## [WORK INSTRUCTIONS]
The answer should be each line of the records that contains the word "HealthChecked"; please copy them all.
------ DATA FOR ANALYSIS
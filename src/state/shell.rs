use crate::models::ConnectivityStatus;
use chrono::{DateTime, Local};

#[derive(Clone, Copy, Debug, Default, PartialEq, Eq)]
pub enum Tab {
    #[default]
    Create,
    Gallery,
}

#[derive(Debug)]
pub enum ShellEvent {
    CheckConnection,
    HealthChecked { reachable: bool, at: DateTime<Local> },
    SelectTab(Tab),
}

#[derive(Clone, Debug, PartialEq, Eq)]
pub enum ShellCommand {
    HealthCheck,
    /// Mount a fresh instance of the tab's view.
    Mount(Tab),
}

#[derive(Clone, Debug)]
pub struct ShellState {
    pub tab: Tab,
    pub connectivity: ConnectivityStatus,
    pub last_checked: Option<DateTime<Local>>,
    in_flight: bool,
}

impl Default for ShellState {
    fn default() -> Self {
        Self {
            tab: Tab::default(),
            connectivity: ConnectivityStatus::Checking,
            last_checked: None,
            in_flight: false,
        }
    }
}

impl ShellState {
    pub fn show_offline_banner(&self) -> bool {
        self.connectivity == ConnectivityStatus::Disconnected
    }

    pub fn update(&mut self, event: ShellEvent) -> Option<ShellCommand> {
        match event {
            ShellEvent::CheckConnection => {
                if self.in_flight {
                    return None;
                }
                self.in_flight = true;
                self.connectivity = ConnectivityStatus::Checking;
                Some(ShellCommand::HealthCheck)
            }
            ShellEvent::HealthChecked { reachable, at } => {
                self.in_flight = false;
                self.connectivity = if reachable {
                    ConnectivityStatus::Connected
                } else {
                    ConnectivityStatus::Disconnected
                };
                self.last_checked = Some(at);
                None
            }
            ShellEvent::SelectTab(tab) => {
                if tab == self.tab {
                    return None;
                }
                self.tab = tab;
                Some(ShellCommand::Mount(tab))
            }
        }
    }
}
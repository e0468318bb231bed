use crate::models::ConnectivityStatus;
use crate::state::shell::{ShellCommand, ShellEvent, ShellState, Tab};
use crate::state::AppState;
use crate::views::button;
use crate::views::gallery::GalleryView;
use crate::views::generator::GeneratorView;
use chrono::Local;
use gpui::prelude::*;
use gpui::*;

pub struct RootView {
    shell: ShellState,
    active_view: AnyView,
    _health: Option<Task<()>>,
}

impl RootView {
    pub fn new(cx: &mut Context<Self>, _window: &mut Window) -> Self {
        let mut view = Self {
            shell: ShellState::default(),
            active_view: Self::mount(Tab::default(), cx),
            _health: None,
        };
        if let Some(command) = view.shell.update(ShellEvent::CheckConnection) {
            view.run(command, cx);
        }
        view
    }

    /// Builds a fresh view for `tab`; the previous one is dropped with its pending requests.
    fn mount(tab: Tab, cx: &mut Context<Self>) -> AnyView {
        match tab {
            Tab::Create => cx.new(|cx| GeneratorView::new(cx)).into(),
            Tab::Gallery => cx.new(|cx| GalleryView::new(cx)).into(),
        }
    }

    fn dispatch(&mut self, event: ShellEvent, cx: &mut Context<Self>) {
        if let Some(command) = self.shell.update(event) {
            self.run(command, cx);
        }
        cx.notify();
    }

    fn run(&mut self, command: ShellCommand, cx: &mut Context<Self>) {
        match command {
            ShellCommand::HealthCheck => {
                let service = cx.global::<AppState>().service.clone();
                self._health = Some(cx.spawn(async move |this, cx| {
                    let outcome = cx
                        .background_executor()
                        .spawn(async move { service.health_check() })
                        .await;
                    match &outcome {
                        Ok(()) => log::info!("backend is reachable"),
                        Err(e) => log::warn!("backend connection failed: {}", e),
                    }

                    this.update(cx, |this, cx| {
                        this.dispatch(
                            ShellEvent::HealthChecked {
                                reachable: outcome.is_ok(),
                                at: Local::now(),
                            },
                            cx,
                        )
                    })
                    .ok();
                }));
            }
            ShellCommand::Mount(tab) => {
                self.active_view = Self::mount(tab, cx);
            }
        }
    }

    fn render_status(&self) -> impl IntoElement {
        let color = match self.shell.connectivity {
            ConnectivityStatus::Checking => rgb(0xf9e2af),
            ConnectivityStatus::Connected => rgb(0xa6e3a1),
            ConnectivityStatus::Disconnected => rgb(0xf38ba8),
        };

        div()
            .flex()
            .flex_col()
            .items_end()
            .child(
                div()
                    .text_sm()
                    .text_color(color)
                    .child(self.shell.connectivity.to_string()),
            )
            .when_some(self.shell.last_checked, |this, at| {
                this.child(
                    div()
                        .text_xs()
                        .text_color(rgb(0x6c7086))
                        .child(format!("checked {}", at.format("%H:%M:%S"))),
                )
            })
    }

    fn render_tab(&self, tab: Tab, label: &'static str, cx: &mut Context<Self>) -> impl IntoElement {
        let active = self.shell.tab == tab;

        div()
            .px_4()
            .py_2()
            .rounded_md()
            .cursor_pointer()
            .bg(if active { rgb(0x313244) } else { rgb(0x11111b) })
            .text_color(if active { rgb(0xcdd6f4) } else { rgb(0x9399b2) })
            .hover(|s| s.bg(rgb(0x45475a)))
            .on_mouse_down(
                MouseButton::Left,
                cx.listener(move |this, _, _window, cx| {
                    this.dispatch(ShellEvent::SelectTab(tab), cx);
                }),
            )
            .child(label)
    }

    fn render_offline_banner(&self, cx: &mut Context<Self>) -> impl IntoElement {
        let origin = cx.global::<AppState>().config.origin();

        div()
            .flex()
            .items_center()
            .justify_between()
            .mx_8()
            .mt_4()
            .p_4()
            .bg(rgb(0x3b2f1f))
            .border_1()
            .border_color(rgb(0xf9e2af))
            .rounded_md()
            .child(
                div()
                    .flex()
                    .flex_col()
                    .gap_1()
                    .child(
                        div()
                            .font_weight(FontWeight::BOLD)
                            .text_color(rgb(0xf9e2af))
                            .child("Backend Not Connected"),
                    )
                    .child(
                        div()
                            .text_sm()
                            .child(format!("Make sure the backend is running on {}", origin)),
                    ),
            )
            .child(button("Retry Connection", rgb(0xf9e2af), false).on_mouse_down(
                MouseButton::Left,
                cx.listener(|this, _, _window, cx| {
                    this.dispatch(ShellEvent::CheckConnection, cx);
                }),
            ))
    }
}

impl Render for RootView {
    fn render(&mut self, _window: &mut Window, cx: &mut Context<Self>) -> impl IntoElement {
        div()
            .size_full()
            .flex()
            .flex_col()
            .bg(rgb(0x1e1e2e))
            .text_color(rgb(0xcdd6f4))
            .child(
                div()
                    .flex()
                    .items_center()
                    .justify_between()
                    .px_4()
                    .py_3()
                    .bg(rgb(0x11111b))
                    .border_b_1()
                    .border_color(rgb(0x313244))
                    .child(
                        div()
                            .flex()
                            .flex_col()
                            .child(
                                div()
                                    .text_xl()
                                    .font_weight(FontWeight::BOLD)
                                    .child("Meme Forge"),
                            )
                            .child(
                                div()
                                    .text_sm()
                                    .text_color(rgb(0x9399b2))
                                    .child("AI-powered workplace meme generator"),
                            ),
                    )
                    .child(self.render_status()),
            )
            .child(
                div()
                    .flex()
                    .gap_2()
                    .px_4()
                    .py_2()
                    .bg(rgb(0x11111b))
                    .child(self.render_tab(Tab::Create, "Create", cx))
                    .child(self.render_tab(Tab::Gallery, "Gallery", cx)),
            )
            .when(self.shell.show_offline_banner(), |this| {
                this.child(self.render_offline_banner(cx))
            })
            .child(div().flex_1().min_h(px(0.0)).child(self.active_view.clone()))
    }
}
use gpui::prelude::*;
use gpui::*;

pub mod gallery;
pub mod generator;
pub mod root;

pub fn error_box(message: impl Into<SharedString>) -> Div {
    div()
        .p_3()
        .bg(rgb(0x3b1f2b))
        .border_1()
        .border_color(rgb(0xf38ba8))
        .rounded_md()
        .text_color(rgb(0xf38ba8))
        .child(message.into())
}

pub fn notice(message: impl Into<SharedString>) -> Div {
    div()
        .text_sm()
        .text_color(rgb(0xa6e3a1))
        .child(message.into())
}

/// Drawn in place of an image that failed to load.
pub fn image_placeholder(width: f32, height: f32) -> AnyElement {
    div()
        .w(px(width))
        .h(px(height))
        .flex()
        .items_center()
        .justify_center()
        .bg(rgb(0xcccccc))
        .text_color(rgb(0x666666))
        .child("Image not found")
        .into_any_element()
}

pub fn button(label: impl Into<SharedString>, color: Rgba, disabled: bool) -> Div {
    div()
        .px_4()
        .py_2()
        .bg(color)
        .text_color(rgb(0x1e1e2e))
        .font_weight(FontWeight::SEMIBOLD)
        .rounded_md()
        .when(disabled, |this| this.opacity(0.5))
        .when(!disabled, |this| this.cursor_pointer())
        .child(label.into())
}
------------
## [OUTPUT FOR THIS TASK]
    HealthChecked { reachable: bool, at: DateTime<Local> },
            ShellEvent::HealthChecked { reachable, at } => {
                            ShellEvent::HealthChecked {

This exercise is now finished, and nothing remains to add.